L’Italia resta ancora sul bordo della cupola calda che da giorni insiste sull’Europa occidentale, soprattutto sulla Francia, dove il caldo continua a essere molto intenso.
Da noi il fine settimana avrà comunque sapore estivo, molte zone resteranno tra 29 e 35°C, con la Sardegna più esposta e valori localmente prossimi ai 37-39°C nelle aree interne.
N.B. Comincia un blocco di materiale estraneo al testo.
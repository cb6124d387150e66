//! Join planner: turns a resolver's `required_base_tables` list into an
//! ordered sequence of `INNER JOIN` clauses by walking the schema graph.
//!
//! The algorithm is a greedy connected-walk, not a shortest-path search: it
//! only succeeds when the required tables form a chain reachable from the
//! seed table, one direct edge at a time. That is a deliberate limitation
//! inherited from the schema this compiler targets — every supported query
//! shape produces such a chain.

use std::collections::HashMap;

use crate::catalog;
use crate::errors::CompileError;

/// Builds the `INNER JOIN` clauses connecting every table in
/// `required_base_tables` (in insertion order) starting from the first
/// element, the FROM seed. `table_aliases` must already contain an alias
/// for every required table (the resolver guarantees this).
///
/// Ties are broken by the insertion order of `required_base_tables`: at
/// each step every remaining table is tried against the most recently
/// attached table before the walk moves on, and a table already directly
/// reachable from the current tail is attached immediately, so the same
/// input always produces the same join order.
pub fn plan_inner_joins(
    required_base_tables: &[&'static str],
    table_aliases: &HashMap<&'static str, String>,
) -> Result<Vec<String>, CompileError> {
    if required_base_tables.len() < 2 {
        return Ok(Vec::new());
    }

    let mut processed: Vec<&'static str> = vec![required_base_tables[0]];
    let mut remaining: Vec<&'static str> = required_base_tables[1..].to_vec();
    let mut inner_joins = Vec::with_capacity(required_base_tables.len() - 1);

    for _ in 0..required_base_tables.len() - 1 {
        let last = *processed.last().expect("seed is always present");
        let mut i = 0;
        while i < remaining.len() {
            let candidate = remaining[i];
            match catalog::find_join(last, candidate) {
                Some(template) => {
                    let last_alias = &table_aliases[last];
                    let candidate_alias = &table_aliases[candidate];
                    let on_clause = catalog::render_join_template(template, last_alias, candidate_alias);
                    inner_joins.push(format!("INNER JOIN {candidate} {candidate_alias} ON {on_clause}"));
                    processed.push(candidate);
                    remaining.remove(i);
                    // Don't advance `i`: the next candidate has shifted into this slot.
                }
                None => i += 1,
            }
        }
    }

    if inner_joins.len() != required_base_tables.len() - 1 {
        return Err(CompileError::UnjoinableTables);
    }

    Ok(inner_joins)
}

#[cfg(test)]
mod tests {
    use super::*;

    fn aliases(tables: &[&'static str]) -> HashMap<&'static str, String> {
        tables
            .iter()
            .enumerate()
            .map(|(i, &t)| (t, format!("t{i}")))
            .collect()
    }

    #[test]
    fn plans_a_two_table_chain() {
        let tables = ["R_COLL_MAIN", "R_DATA_MAIN"];
        let joins = plan_inner_joins(&tables, &aliases(&tables)).unwrap();
        assert_eq!(joins, vec!["INNER JOIN R_DATA_MAIN t1 ON t0.coll_id = t1.coll_id"]);
    }

    #[test]
    fn plans_a_three_table_chain_through_an_intermediate() {
        let tables = ["R_DATA_MAIN", "R_RESC_MAIN", "R_OBJT_METAMAP"];
        let joins = plan_inner_joins(&tables, &aliases(&tables)).unwrap();
        assert_eq!(joins.len(), 2);
        assert!(joins[0].contains("R_RESC_MAIN"));
        assert!(joins[1].contains("R_OBJT_METAMAP"));
    }

    #[test]
    fn unreachable_tables_fail_with_unjoinable() {
        let tables = ["R_COLL_MAIN", "R_ZONE_MAIN"];
        let err = plan_inner_joins(&tables, &aliases(&tables)).unwrap_err();
        assert_eq!(err, CompileError::UnjoinableTables);
    }

    #[test]
    fn single_table_needs_no_joins() {
        let tables = ["R_DATA_MAIN"];
        let joins = plan_inner_joins(&tables, &aliases(&tables)).unwrap();
        assert!(joins.is_empty());
    }
}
Tuttavia non ci sarà stabilità piena.
Tra oggi e domenica passerà in quota un piccolo nucleo di aria un po’ più fresca, sufficiente a rendere l’atmosfera più instabile, specialmente su Nord Italia e zone orientali della Penisola.
Questo potrà favorire rovesci e temporali, localmente anche forti, prima al Nord e nelle zone interne del Centro, poi anche lungo parte dell’Appennino meridionale. Questi temporali però non cambieranno davvero la massa d’aria presente sull’Italia. Potranno rinfrescare temporaneamente dove colpiranno, potranno portare vento, grandine o piogge intense locali, ma non saranno una vera svolta. I fenomeni piu’ intensi sono attesi nella giornata di domani e farò un’analisi dettagliata in un post serale.
Con i temporali estivi, poi, serve sempre prudenza nella lettura delle mappe, non bisogna fissarsi sul confine esatto delle macchie colorate, perché fenomeni così localizzati possono scaricare molto in poco spazio e lasciare quasi asciutte zone vicine.
Passato questo intermezzo più dinamico, il promontorio subtropicale tenderà lentamente a spostare il suo asse dalla Francia verso l’Italia e a quel punto il caldo potrebbe aumentare in modo più deciso, con correnti di origine subsahariana più dirette verso il Mediterraneo. Riguardo a quest’ultima tendenza bisogna attendere altre 48 ore per i dettagli.